[Collected data]
╭──

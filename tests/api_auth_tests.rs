// SPDX-License-Identifier: MIT
// Copyright 2026 The study-tracker authors

//! API authentication and CORS tests.
//!
//! These tests verify that:
//! 1. Protected routes reject requests without valid tokens
//! 2. Protected routes accept requests with valid tokens
//! 3. CORS preflight requests return correct headers

use axum::{
    body::Body,
    http::{header, Request, StatusCode},
};
use tower::ServiceExt;

mod common;

#[tokio::test]
async fn test_protected_route_without_token() {
    let (app, _) = common::create_test_app();

    let response = app
        .oneshot(
            Request::builder()
                .method("GET")
                .uri("/api/subjects")
                .body(Body::empty())
                .unwrap(),
        )
        .await
        .unwrap();

    assert_eq!(response.status(), StatusCode::UNAUTHORIZED);
}

#[tokio::test]
async fn test_protected_route_with_invalid_token() {
    let (app, _) = common::create_test_app();

    let response = app
        .oneshot(
            Request::builder()
                .method("GET")
                .uri("/api/subjects")
                .header(header::AUTHORIZATION, "Bearer invalid.token.here")
                .body(Body::empty())
                .unwrap(),
        )
        .await
        .unwrap();

    assert_eq!(response.status(), StatusCode::UNAUTHORIZED);
}

#[tokio::test]
async fn test_token_signed_with_other_key_is_rejected() {
    let (app, _) = common::create_test_app();
    let token = common::create_test_jwt(12345, b"some_other_key_that_is_32_bytes!");

    let (status, body) = common::send(&app, "GET", "/api/subjects", Some(&token), None).await;

    assert_eq!(status, StatusCode::UNAUTHORIZED);
    assert_eq!(body["error"], "invalid_token");
}

#[tokio::test]
async fn test_protected_route_with_valid_token() {
    let (app, state) = common::create_test_app();
    let token = common::create_test_jwt(12345, &state.config.jwt_signing_key);

    let (status, body) = common::send(&app, "GET", "/api/subjects", Some(&token), None).await;

    // A fresh user has no subjects yet
    assert_eq!(status, StatusCode::OK);
    assert_eq!(body, serde_json::json!([]));
}

#[tokio::test]
async fn test_session_cookie_authenticates() {
    let (app, state) = common::create_test_app();
    let token = common::create_test_jwt(777, &state.config.jwt_signing_key);

    let response = app
        .oneshot(
            Request::builder()
                .method("GET")
                .uri("/api/sessions")
                .header(header::COOKIE, format!("study_token={}", token))
                .body(Body::empty())
                .unwrap(),
        )
        .await
        .unwrap();

    assert_eq!(response.status(), StatusCode::OK);
}

#[tokio::test]
async fn test_cors_preflight() {
    let (app, _) = common::create_test_app();

    let response = app
        .oneshot(
            Request::builder()
                .method("OPTIONS")
                .uri("/api/subjects")
                .header(header::ORIGIN, "http://localhost:5173")
                .header(header::ACCESS_CONTROL_REQUEST_METHOD, "GET")
                .body(Body::empty())
                .unwrap(),
        )
        .await
        .unwrap();

    assert_eq!(response.status(), StatusCode::OK);
    assert!(response
        .headers()
        .contains_key(header::ACCESS_CONTROL_ALLOW_ORIGIN));
    assert!(response
        .headers()
        .contains_key(header::ACCESS_CONTROL_ALLOW_METHODS));
}

#[tokio::test]
async fn test_public_route_no_auth_required() {
    let (app, _) = common::create_test_app();

    let (status, body) = common::send(&app, "GET", "/health", None, None).await;

    assert_eq!(status, StatusCode::OK);
    assert_eq!(body["status"], "ok");
}

#[tokio::test]
async fn test_login_issues_usable_token() {
    let (app, _) = common::create_test_app();
    common::register(&app, "ada").await;

    let (status, body) = common::send(
        &app,
        "POST",
        "/auth/login",
        None,
        Some(serde_json::json!({ "username": "ada", "password": "Secret123" })),
    )
    .await;
    assert_eq!(status, StatusCode::OK);
    let token = body["token"].as_str().unwrap().to_string();

    let (status, me) = common::send(&app, "GET", "/api/me", Some(&token), None).await;
    assert_eq!(status, StatusCode::OK);
    assert_eq!(me["username"], "ada");
    assert_eq!(me["email"], "ada@example.com");
    assert!(me.get("password_hash").is_none());
}

#[tokio::test]
async fn test_login_with_wrong_password() {
    let (app, _) = common::create_test_app();
    common::register(&app, "ada").await;

    let (status, body) = common::send(
        &app,
        "POST",
        "/auth/login",
        None,
        Some(serde_json::json!({ "username": "ada", "password": "Wrong1234" })),
    )
    .await;

    assert_eq!(status, StatusCode::UNAUTHORIZED);
    assert_eq!(body["error"], "unauthorized");
}
// SPDX-License-Identifier: MIT
// Copyright 2026 The study-tracker authors

//! Services module - business logic layer.

pub mod accounts;
pub mod credentials;
pub mod planner;
pub mod progress;
pub mod tracker;

pub use accounts::{AccountService, Registration};
pub use planner::{compute_goal, GoalPlan};
pub use progress::compute_progress;
pub use tracker::{DashboardSnapshot, SessionDraft, StudySummary, StudyTracker, SubjectDraft};
#[async_trait]
impl RecordStore for FirestoreDb {
    // ─── User Operations ─────────────────────────────────────────

    async fn get_user(&self, user_id: u64) -> Result<Option<User>, AppError> {
        self.get_doc(collections::USERS, user_id).await
    }

    async fn find_user_by_username(&self, username: &str) -> Result<Option<User>, AppError> {
        let Some(user_id) = self.username_holder(username).await? else {
            return Ok(None);
        };
        let user = self.get_user(user_id).await?;
        Ok(user.filter(|u| u.username == username))
    }

    async fn create_user(&self, user: &User) -> Result<(), AppError> {
        let client = self.get_client()?;
        let mut transaction = client
            .begin_transaction()
            .await
            .map_err(|e| AppError::Database(format!("Failed to begin transaction: {}", e)))?;

        self.claim_username(&mut transaction, &user.username, user.id)?;
        client
            .fluent()
            .update()
            .in_col(collections::USERS)
            .document_id(user.id.to_string())
            .object(user)
            .add_to_transaction(&mut transaction)
            .map_err(|e| AppError::Database(format!("Failed to add user to transaction: {}", e)))?;

        self.commit_with_claim(transaction, &user.username, user.id)
            .await
    }

    async fn update_user(&self, user: &User) -> Result<(), AppError> {
        let current = self
            .get_user(user.id)
            .await?
            .ok_or_else(|| AppError::NotFound(format!("User {} not found", user.id)))?;
        if current.username == user.username {
            return self.put_doc(collections::USERS, user.id, user).await;
        }

        let client = self.get_client()?;
        let mut transaction = client
            .begin_transaction()
            .await
            .map_err(|e| AppError::Database(format!("Failed to begin transaction: {}", e)))?;

        self.claim_username(&mut transaction, &user.username, user.id)?;
        client
            .fluent()
            .delete()
            .from(collections::USERNAMES)
            .document_id(username_key(&current.username))
            .add_to_transaction(&mut transaction)
            .map_err(|e| {
                AppError::Database(format!("Failed to add claim release to transaction: {}", e))
            })?;
        client
            .fluent()
            .update()
            .in_col(collections::USERS)
            .document_id(user.id.to_string())
            .object(user)
            .add_to_transaction(&mut transaction)
            .map_err(|e| AppError::Database(format!("Failed to add user to transaction: {}", e)))?;

        self.commit_with_claim(transaction, &user.username, user.id)
            .await
    }

    /// Deletes from all collections:
    /// - `sessions` (query by user_id)
    /// - `subjects` (query by user_id)
    /// - `goals/{user_id}`
    /// - `usernames/{key}` and `users/{user_id}`
    async fn delete_user(&self, user_id: u64) -> Result<usize, AppError> {
        let mut deleted_count = 0;

        let sessions: Vec<StudySession> = self.owned_docs(collections::SESSIONS, user_id).await?;
        let ids: Vec<u64> = sessions.iter().map(|s| s.id).collect();
        self.batch_delete(collections::SESSIONS, &ids).await?;
        deleted_count += ids.len();
        tracing::debug!(user_id, count = ids.len(), "Deleted sessions");

        let subjects: Vec<Subject> = self.owned_docs(collections::SUBJECTS, user_id).await?;
        let ids: Vec<u64> = subjects.iter().map(|s| s.id).collect();
        self.batch_delete(collections::SUBJECTS, &ids).await?;
        deleted_count += ids.len();
        tracing::debug!(user_id, count = ids.len(), "Deleted subjects");

        if self.get_goal(user_id).await?.is_some() {
            self.delete_doc(collections::GOALS, user_id).await?;
            deleted_count += 1;
        }

        if let Some(user) = self.get_user(user_id).await? {
            self.get_client()?
                .fluent()
                .delete()
                .from(collections::USERNAMES)
                .document_id(username_key(&user.username))
                .execute()
                .await
                .map_err(|e| AppError::Database(e.to_string()))?;
            self.delete_doc(collections::USERS, user_id).await?;
            deleted_count += 1;
        }

        tracing::info!(user_id, deleted_count, "User data deletion complete");

        Ok(deleted_count)
    }

    // ─── Subject Operations ──────────────────────────────────────

    async fn list_subjects(&self, user_id: u64) -> Result<Vec<Subject>, AppError> {
        let mut subjects: Vec<Subject> = self.owned_docs(collections::SUBJECTS, user_id).await?;
        subjects.sort_by_key(|s| s.id);
        Ok(subjects)
    }

    async fn get_subject(
        &self,
        user_id: u64,
        subject_id: u64,
    ) -> Result<Option<Subject>, AppError> {
        let subject: Option<Subject> = self.get_doc(collections::SUBJECTS, subject_id).await?;
        Ok(subject.filter(|s| s.user_id == user_id))
    }

    async fn upsert_subject(&self, subject: &Subject) -> Result<(), AppError> {
        self.put_doc(collections::SUBJECTS, subject.id, subject).await
    }

    async fn delete_subject(&self, user_id: u64, subject_id: u64) -> Result<bool, AppError> {
        if self.get_subject(user_id, subject_id).await?.is_none() {
            return Ok(false);
        }
        self.delete_doc(collections::SUBJECTS, subject_id).await?;
        Ok(true)
    }

    // ─── Session Operations ──────────────────────────────────────

    async fn list_sessions(&self, user_id: u64) -> Result<Vec<StudySession>, AppError> {
        let mut sessions: Vec<StudySession> =
            self.owned_docs(collections::SESSIONS, user_id).await?;
        sessions.sort_by_key(|s| s.id);
        Ok(sessions)
    }

    async fn get_session(
        &self,
        user_id: u64,
        session_id: u64,
    ) -> Result<Option<StudySession>, AppError> {
        let session: Option<StudySession> =
            self.get_doc(collections::SESSIONS, session_id).await?;
        Ok(session.filter(|s| s.user_id == user_id))
    }

    async fn upsert_session(&self, session: &StudySession) -> Result<(), AppError> {
        self.put_doc(collections::SESSIONS, session.id, session).await
    }

    async fn delete_session(&self, user_id: u64, session_id: u64) -> Result<bool, AppError> {
        if self.get_session(user_id, session_id).await?.is_none() {
            return Ok(false);
        }
        self.delete_doc(collections::SESSIONS, session_id).await?;
        Ok(true)
    }

    async fn delete_sessions_for_subject(
        &self,
        user_id: u64,
        subject_id: u64,
    ) -> Result<usize, AppError> {
        let sessions: Vec<StudySession> = self
            .get_client()?
            .fluent()
            .select()
            .from(collections::SESSIONS)
            .filter(|q| {
                q.for_all([
                    q.field("user_id").eq(user_id),
                    q.field("subject_id").eq(subject_id),
                ])
            })
            .obj()
            .query()
            .await
            .map_err(|e| AppError::Database(e.to_string()))?;

        let ids: Vec<u64> = sessions.iter().map(|s| s.id).collect();
        self.batch_delete(collections::SESSIONS, &ids).await?;
        Ok(ids.len())
    }

    // ─── Goal Operations ─────────────────────────────────────────

    async fn get_goal(&self, user_id: u64) -> Result<Option<Goal>, AppError> {
        self.get_doc(collections::GOALS, user_id).await
    }

    async fn upsert_goal(&self, goal: &Goal) -> Result<(), AppError> {
        self.put_doc(collections::GOALS, goal.user_id, goal).await
    }
}
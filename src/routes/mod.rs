// SPDX-License-Identifier: MIT
// Copyright 2026 The study-tracker authors

//! HTTP surface: public health and auth endpoints, the guarded `/api` tree.

pub mod api;
pub mod auth;

use crate::middleware::{require_auth, security::add_security_headers};
use crate::AppState;
use axum::http::{header, request::Parts, HeaderValue, Method};
use axum::{middleware, routing::get, Json, Router};
use serde::Serialize;
use std::sync::Arc;
use tower_http::cors::{AllowOrigin, CorsLayer};
use tower_http::trace::{DefaultMakeSpan, DefaultOnResponse, TraceLayer};
use tracing::Level;
#[cfg(feature = "binding-generation")]
use ts_rs::TS;

#[derive(Serialize)]
#[cfg_attr(feature = "binding-generation", derive(TS))]
#[cfg_attr(
    feature = "binding-generation",
    ts(export, export_to = "web/src/lib/generated/")
)]
pub struct HealthResponse {
    pub status: String,
    pub build_id: String,
}

async fn health_check() -> Json<HealthResponse> {
    Json(HealthResponse {
        status: "ok".to_string(),
        build_id: option_env!("BUILD_ID").unwrap_or("unknown").to_string(),
    })
}

/// Origins that may call the API with credentials: the configured frontend,
/// plus local dev servers.
fn is_allowed_origin(frontend_url: &str, origin: &str) -> bool {
    origin == frontend_url
        || origin.starts_with("http://localhost")
        || origin.starts_with("http://127.0.0.1")
}

fn cors_layer(frontend_url: String) -> CorsLayer {
    CorsLayer::new()
        .allow_origin(AllowOrigin::predicate(
            move |origin: &HeaderValue, _: &Parts| {
                origin
                    .to_str()
                    .is_ok_and(|origin| is_allowed_origin(&frontend_url, origin))
            },
        ))
        .allow_credentials(true)
        .allow_methods([
            Method::GET,
            Method::POST,
            Method::PUT,
            Method::DELETE,
            Method::OPTIONS,
        ])
        .allow_headers([header::CONTENT_TYPE, header::AUTHORIZATION, header::ACCEPT])
}

/// Build the application router.
pub fn create_router(state: Arc<AppState>) -> Router {
    let public = Router::new()
        .route("/health", get(health_check))
        .merge(auth::routes());

    let guarded =
        api::routes().route_layer(middleware::from_fn_with_state(state.clone(), require_auth));

    Router::new()
        .merge(public)
        .merge(guarded)
        .layer(middleware::from_fn_with_state(
            state.clone(),
            add_security_headers,
        ))
        .layer(cors_layer(state.config.frontend_url.clone()))
        .layer(
            TraceLayer::new_for_http()
                .make_span_with(DefaultMakeSpan::new().level(Level::INFO))
                .on_response(DefaultOnResponse::new().level(Level::INFO)),
        )
        .with_state(state)
}
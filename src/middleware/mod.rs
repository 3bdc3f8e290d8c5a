// SPDX-License-Identifier: MIT
// Copyright 2026 The study-tracker authors

//! Middleware modules.

pub mod auth;
pub mod security;

pub use auth::require_auth;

╰──

*BRIEF:* Your reply should hold every line from the data that contains "tracing", copied in full.

*OUTPUT:*
        tracing::debug!(user_id, count = ids.len(), "Deleted sessions");
        tracing::debug!(user_id, count = ids.len(), "Deleted subjects");
        tracing::info!(user_id, deleted_count, "User data deletion complete");
use tracing::Level;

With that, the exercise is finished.